Our team’s mission is simple: hunt and find threats. Rather than analyzing and triaging alerts like a traditional Security Operations Center (SOC), we apply engineering concepts to develop detectors, tools, and systems that enable us to quickly and efficiently identify threats in massive amounts of data.
This article will be broken into 3 parts:
- Part 1: Holistic dive into our threat detection methodology and what we call “detectors”
- Part 2: Detector development using an example ATT&CK technique
- Part 3: How we turn a conceptual idea into an operational detector
I’ll wrap things up with a sneak peek of where we’re going over the next year as we continue to improve.
Part 1: Threat Detection Methodology
One of the biggest challenges for today’s security teams is keeping up with modern adversaries. Red Canary’s detection engineering team works alongside our applied research team to continuously improve detection coverage based on evolving adversarial techniques. We develop automated detectors to help our team process massive amounts of data while improving timeliness, efficiency, and detection coverage.
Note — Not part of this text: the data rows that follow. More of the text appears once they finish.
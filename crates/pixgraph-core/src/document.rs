//! The authoritative document: graph, animation settings, canvas metadata.

use crate::animation::AnimationData;
use crate::config::EditorConfig;
use crate::error::{DocumentError, GraphError, SerializationError};
use crate::graph::{Connection, NodeGraph};
use crate::id::{DocumentId, KeyFrameId, NodeId};
use crate::node::{KeyFrameData, Node, NodeKind};
use crate::value::{RectI, SizeI, SurfaceRef};
use serde::{Deserialize, Serialize};
use std::collections::HashSet;

/// Symmetry guides shown by drawing tools.
#[derive(Debug, Clone, Copy, Default, PartialEq, Serialize, Deserialize)]
pub struct Symmetry {
    pub horizontal: bool,
    pub vertical: bool,
    pub horizontal_axis: f64,
    pub vertical_axis: f64,
}

#[derive(Debug, Clone)]
pub struct Document {
    id: DocumentId,
    /// The node graph; the output node is created with the document.
    pub graph: NodeGraph,
    pub animation: AnimationData,
    /// Canvas size in pixels.
    pub size: SizeI,
    pub selection: Option<RectI>,
    pub symmetry: Symmetry,
    disposed: bool,
}

impl Document {
    /// New document with an output node and nothing else.
    #[must_use]
    pub fn new(size: SizeI, animation: AnimationData) -> Self {
        let mut graph = NodeGraph::new();
        if let Err(err) = graph.add_node(Node::new(NodeKind::Output)) {
            log::warn!("output node not created: {err}");
        }
        Self {
            id: DocumentId::new(),
            graph,
            animation,
            size,
            selection: None,
            symmetry: Symmetry::default(),
            disposed: false,
        }
    }

    #[must_use]
    pub fn from_config(config: &EditorConfig) -> Self {
        Self::new(config.default_document_size, config.animation_data())
    }

    pub fn id(&self) -> DocumentId {
        self.id
    }

    // ─── Lifetime ────────────────────────────────────────────────────────

    pub fn is_disposed(&self) -> bool {
        self.disposed
    }

    /// Release the graph and everything it owns. Further mutations fail
    /// with [`DocumentError::ResourceDisposed`].
    pub fn dispose(&mut self) {
        if self.disposed {
            return;
        }
        log::debug!("dispose document {} ({} nodes)", self.id, self.graph.len());
        self.graph = NodeGraph::new();
        self.selection = None;
        self.disposed = true;
    }

    pub fn ensure_alive(&self) -> Result<(), DocumentError> {
        if self.disposed {
            Err(DocumentError::ResourceDisposed)
        } else {
            Ok(())
        }
    }

    // ─── Keyframes ───────────────────────────────────────────────────────

    /// All keyframes with their owning node, in node order.
    pub fn keyframes(&self) -> impl Iterator<Item = (NodeId, &KeyFrameData)> {
        self.graph
            .nodes()
            .flat_map(|n| n.keyframes.iter().map(move |k| (n.id, k)))
    }

    pub fn find_keyframe(&self, id: KeyFrameId) -> Option<(NodeId, &KeyFrameData)> {
        self.keyframes().find(|(_, k)| k.id == id)
    }

    pub fn keyframe_owner(&self, id: KeyFrameId) -> Option<NodeId> {
        self.find_keyframe(id).map(|(node, _)| node)
    }

    pub fn keyframe_mut(&mut self, id: KeyFrameId) -> Option<&mut KeyFrameData> {
        self.graph.nodes_mut().find_map(|n| n.keyframe_mut(id))
    }

    /// Every raster surface the document owns.
    pub fn surfaces_mut(&mut self) -> impl Iterator<Item = &mut SurfaceRef> {
        self.graph.nodes_mut().flat_map(Node::surfaces_mut)
    }

    // ─── Snapshots ───────────────────────────────────────────────────────

    /// Deterministic copy of the persistent state.
    pub fn snapshot(&self) -> DocumentSnapshot {
        let mut nodes: Vec<Node> = self.graph.nodes().cloned().collect();
        nodes.sort_by_key(|n| n.id);
        DocumentSnapshot {
            id: self.id,
            size: self.size,
            nodes,
            connections: self.graph.connections(),
            output: self.graph.output_node(),
            animation: self.animation.clone(),
            selection: self.selection,
            symmetry: self.symmetry,
        }
    }

    /// Rebuild a document from saved state. Unknown ids and invalid data
    /// are reported as [`DocumentError::CorruptedState`]; cycles are left
    /// for evaluation to report.
    pub fn from_snapshot(snapshot: DocumentSnapshot) -> Result<Self, DocumentError> {
        let corrupted = |err: GraphError| DocumentError::CorruptedState(err.to_string());
        if !snapshot.size.is_valid() {
            return Err(DocumentError::CorruptedState(format!(
                "invalid canvas size {}x{}",
                snapshot.size.width, snapshot.size.height
            )));
        }

        let mut seen = HashSet::new();
        for node in &snapshot.nodes {
            for kf in &node.keyframes {
                if !seen.insert(kf.id) {
                    return Err(DocumentError::CorruptedState(format!(
                        "keyframe {} appears more than once",
                        kf.id
                    )));
                }
                if !KeyFrameData::is_valid_timing(kf.start, kf.duration) {
                    return Err(DocumentError::CorruptedState(format!(
                        "keyframe {} has invalid timing {}+{}",
                        kf.id, kf.start, kf.duration
                    )));
                }
            }
        }

        let graph = NodeGraph::from_parts(snapshot.nodes, &snapshot.connections, snapshot.output)
            .map_err(corrupted)?;
        Ok(Self {
            id: snapshot.id,
            graph,
            animation: snapshot.animation,
            size: snapshot.size,
            selection: snapshot.selection,
            symmetry: snapshot.symmetry,
            disposed: false,
        })
    }
}

/// Persistent document state in canonical order: nodes sorted by id,
/// connections sorted. Two equal documents produce equal snapshots and
/// equal bytes.
#[derive(Debug, Clone, PartialEq, Serialize, Deserialize)]
pub struct DocumentSnapshot {
    pub id: DocumentId,
    pub size: SizeI,
    pub nodes: Vec<Node>,
    pub connections: Vec<Connection>,
    pub output: Option<NodeId>,
    pub animation: AnimationData,
    pub selection: Option<RectI>,
    pub symmetry: Symmetry,
}

impl DocumentSnapshot {
    /// Compact MessagePack encoding.
    pub fn to_bytes(&self) -> Result<Vec<u8>, SerializationError> {
        Ok(rmp_serde::to_vec_named(self)?)
    }

    pub fn from_bytes(bytes: &[u8]) -> Result<Self, DocumentError> {
        rmp_serde::from_slice(bytes).map_err(|e| DocumentError::CorruptedState(e.to_string()))
    }

    /// Human-readable form for debugging and fixtures.
    pub fn to_json(&self) -> Result<String, serde_json::Error> {
        serde_json::to_string_pretty(self)
    }

    pub fn from_json(json: &str) -> Result<Self, DocumentError> {
        serde_json::from_str(json).map_err(|e| DocumentError::CorruptedState(e.to_string()))
    }
}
We define a “detector” as codified process behavior using our internal DSL. Every detector is designed around key features that help drive towards identifying interesting behavior we want analysts to review. Since every event is reviewed by an analyst, we must take into careful consideration landing on the sweet spot between a measure of specific and generalized behavior.
To take a deeper dive, watch an on-demand webinar with CEO Brian Beyer: Opening the Floodgates: How to Analyze 30+ TB of Endpoint Data Without Drowning Your Security Team
4 things to know about detectors:
1: A detector’s purpose is to identify “interesting” events.
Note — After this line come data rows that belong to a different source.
#![no_main]

use std::io::Cursor;

use libfuzzer_sys::fuzz_target;

fuzz_target!(|data: &[u8]| {
    if let Ok(mut reader) = cafkit_core::open_for_read(Cursor::new(data)) {
        let region = reader.data_region();
        assert!(region.end() <= data.len() as u64);

        let mut buf = [0u8; 256];
        while let Ok(n) = reader.read_raw(&mut buf) {
            if n == 0 {
                break;
            }
        }
        let _ = reader.data_hash();
    }
    let _ = cafkit_core::list_chunks(&mut Cursor::new(data));
});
Red Canary’s detectors are used to identify “interesting” events, not just threats. We want to cast a wide detection net, and we embrace false positives. This approach is key in covering classes of threat activity, not just singular techniques. We leverage multiple sources for identification of interesting events for coverage such as the MITRE ATT&CK framework, applied research, whitepapers, and community blogs.
2: Detectors are based on the state and activity of processes executed by users on endpoints.
Endpoint detection criteria is derived from the activity of running processes, and may include combinations or singular events. Some of the criteria we leverage includes parent-child process relationships, command line references, connection activity, interprocess communication, registry or file I/O, and many other attributes.
3: The “sweet spot” is not too specific, not too general.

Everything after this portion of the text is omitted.